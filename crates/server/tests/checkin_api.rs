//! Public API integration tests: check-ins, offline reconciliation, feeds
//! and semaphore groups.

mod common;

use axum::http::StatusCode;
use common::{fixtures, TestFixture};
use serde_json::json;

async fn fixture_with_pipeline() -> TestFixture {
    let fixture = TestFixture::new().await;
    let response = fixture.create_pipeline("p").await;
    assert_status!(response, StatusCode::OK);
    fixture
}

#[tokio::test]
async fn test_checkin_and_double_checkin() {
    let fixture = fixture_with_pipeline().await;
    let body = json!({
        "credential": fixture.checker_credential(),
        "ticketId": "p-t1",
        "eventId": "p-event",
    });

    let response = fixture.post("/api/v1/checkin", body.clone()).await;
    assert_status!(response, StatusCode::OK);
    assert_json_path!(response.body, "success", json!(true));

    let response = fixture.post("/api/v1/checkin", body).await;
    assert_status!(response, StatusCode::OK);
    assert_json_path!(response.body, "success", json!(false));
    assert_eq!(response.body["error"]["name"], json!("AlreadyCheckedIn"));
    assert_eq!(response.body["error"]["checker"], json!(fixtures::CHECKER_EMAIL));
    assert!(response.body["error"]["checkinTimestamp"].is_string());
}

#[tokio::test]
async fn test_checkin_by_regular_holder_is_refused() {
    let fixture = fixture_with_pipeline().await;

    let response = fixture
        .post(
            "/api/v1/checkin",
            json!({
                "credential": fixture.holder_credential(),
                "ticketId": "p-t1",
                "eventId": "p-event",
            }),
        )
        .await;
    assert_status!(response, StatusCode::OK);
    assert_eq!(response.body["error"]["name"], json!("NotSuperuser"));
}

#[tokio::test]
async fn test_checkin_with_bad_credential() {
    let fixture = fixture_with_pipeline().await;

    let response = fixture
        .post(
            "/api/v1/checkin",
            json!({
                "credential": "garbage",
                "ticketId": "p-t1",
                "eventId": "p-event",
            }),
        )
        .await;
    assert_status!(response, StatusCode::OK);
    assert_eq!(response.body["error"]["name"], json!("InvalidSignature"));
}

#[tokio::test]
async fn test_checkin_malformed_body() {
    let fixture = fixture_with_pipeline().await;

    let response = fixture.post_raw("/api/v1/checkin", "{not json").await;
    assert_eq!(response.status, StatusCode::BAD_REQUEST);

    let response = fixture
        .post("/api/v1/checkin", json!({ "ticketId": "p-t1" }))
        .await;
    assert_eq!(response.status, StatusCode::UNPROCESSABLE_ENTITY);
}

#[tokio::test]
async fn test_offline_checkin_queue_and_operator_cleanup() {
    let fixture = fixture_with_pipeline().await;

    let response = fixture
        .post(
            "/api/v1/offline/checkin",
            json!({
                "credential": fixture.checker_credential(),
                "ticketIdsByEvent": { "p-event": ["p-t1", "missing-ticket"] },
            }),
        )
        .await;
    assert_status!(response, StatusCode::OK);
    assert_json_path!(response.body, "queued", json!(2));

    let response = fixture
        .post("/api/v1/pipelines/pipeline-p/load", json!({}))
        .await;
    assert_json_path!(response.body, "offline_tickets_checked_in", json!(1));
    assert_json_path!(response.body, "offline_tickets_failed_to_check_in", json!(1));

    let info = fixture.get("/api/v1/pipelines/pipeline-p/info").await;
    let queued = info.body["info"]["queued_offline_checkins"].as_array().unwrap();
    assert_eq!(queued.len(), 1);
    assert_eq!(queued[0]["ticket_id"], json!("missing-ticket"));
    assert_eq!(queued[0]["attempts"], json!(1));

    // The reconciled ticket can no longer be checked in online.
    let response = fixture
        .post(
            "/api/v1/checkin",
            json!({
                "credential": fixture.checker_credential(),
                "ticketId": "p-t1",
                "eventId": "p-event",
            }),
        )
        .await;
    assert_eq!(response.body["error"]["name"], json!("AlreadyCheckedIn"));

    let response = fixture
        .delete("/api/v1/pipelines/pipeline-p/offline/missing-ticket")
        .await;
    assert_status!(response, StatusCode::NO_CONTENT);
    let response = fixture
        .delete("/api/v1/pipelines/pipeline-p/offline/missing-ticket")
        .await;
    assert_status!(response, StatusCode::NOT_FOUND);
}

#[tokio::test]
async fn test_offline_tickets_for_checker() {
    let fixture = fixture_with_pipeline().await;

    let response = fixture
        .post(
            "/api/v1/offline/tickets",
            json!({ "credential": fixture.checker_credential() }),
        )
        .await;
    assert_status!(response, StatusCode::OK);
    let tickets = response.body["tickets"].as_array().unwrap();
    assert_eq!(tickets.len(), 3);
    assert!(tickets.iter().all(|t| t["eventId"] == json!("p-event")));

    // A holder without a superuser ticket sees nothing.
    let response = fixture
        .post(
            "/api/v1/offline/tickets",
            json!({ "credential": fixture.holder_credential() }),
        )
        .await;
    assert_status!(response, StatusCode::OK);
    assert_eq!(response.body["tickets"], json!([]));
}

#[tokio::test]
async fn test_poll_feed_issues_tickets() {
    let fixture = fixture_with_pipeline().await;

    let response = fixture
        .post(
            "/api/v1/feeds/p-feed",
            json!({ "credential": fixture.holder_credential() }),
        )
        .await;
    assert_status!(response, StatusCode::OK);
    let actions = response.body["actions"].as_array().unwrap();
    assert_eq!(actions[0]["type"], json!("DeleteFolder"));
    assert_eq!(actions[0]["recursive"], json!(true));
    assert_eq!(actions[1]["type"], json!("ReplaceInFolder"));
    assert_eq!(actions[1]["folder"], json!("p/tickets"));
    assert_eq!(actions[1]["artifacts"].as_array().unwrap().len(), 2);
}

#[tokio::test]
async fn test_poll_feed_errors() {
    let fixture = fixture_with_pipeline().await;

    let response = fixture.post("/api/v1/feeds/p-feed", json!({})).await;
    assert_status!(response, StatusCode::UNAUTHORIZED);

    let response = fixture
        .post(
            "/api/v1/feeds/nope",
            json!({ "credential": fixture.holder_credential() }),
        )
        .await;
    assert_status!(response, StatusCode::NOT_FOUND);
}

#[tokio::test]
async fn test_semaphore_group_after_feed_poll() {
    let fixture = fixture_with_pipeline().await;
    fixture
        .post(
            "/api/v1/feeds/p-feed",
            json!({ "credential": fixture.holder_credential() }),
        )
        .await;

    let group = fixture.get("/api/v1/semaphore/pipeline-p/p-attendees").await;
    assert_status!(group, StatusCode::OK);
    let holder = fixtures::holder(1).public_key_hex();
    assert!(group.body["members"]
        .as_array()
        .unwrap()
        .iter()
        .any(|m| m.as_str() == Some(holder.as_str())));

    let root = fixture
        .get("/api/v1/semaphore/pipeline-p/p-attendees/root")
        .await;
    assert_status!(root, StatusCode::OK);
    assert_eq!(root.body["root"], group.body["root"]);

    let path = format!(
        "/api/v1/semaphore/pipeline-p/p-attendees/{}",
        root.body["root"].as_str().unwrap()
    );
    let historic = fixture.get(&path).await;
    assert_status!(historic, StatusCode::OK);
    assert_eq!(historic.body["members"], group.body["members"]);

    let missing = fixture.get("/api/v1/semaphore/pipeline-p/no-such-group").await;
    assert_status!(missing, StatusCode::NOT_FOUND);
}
□ □ □
Task prompt.
Copy out all lines of the material containing the word "root".

Written response.
    let root = fixture
        .get("/api/v1/semaphore/pipeline-p/p-attendees/root")
    assert_status!(root, StatusCode::OK);
    assert_eq!(root.body["root"], group.body["root"]);
        root.body["root"].as_str().unwrap()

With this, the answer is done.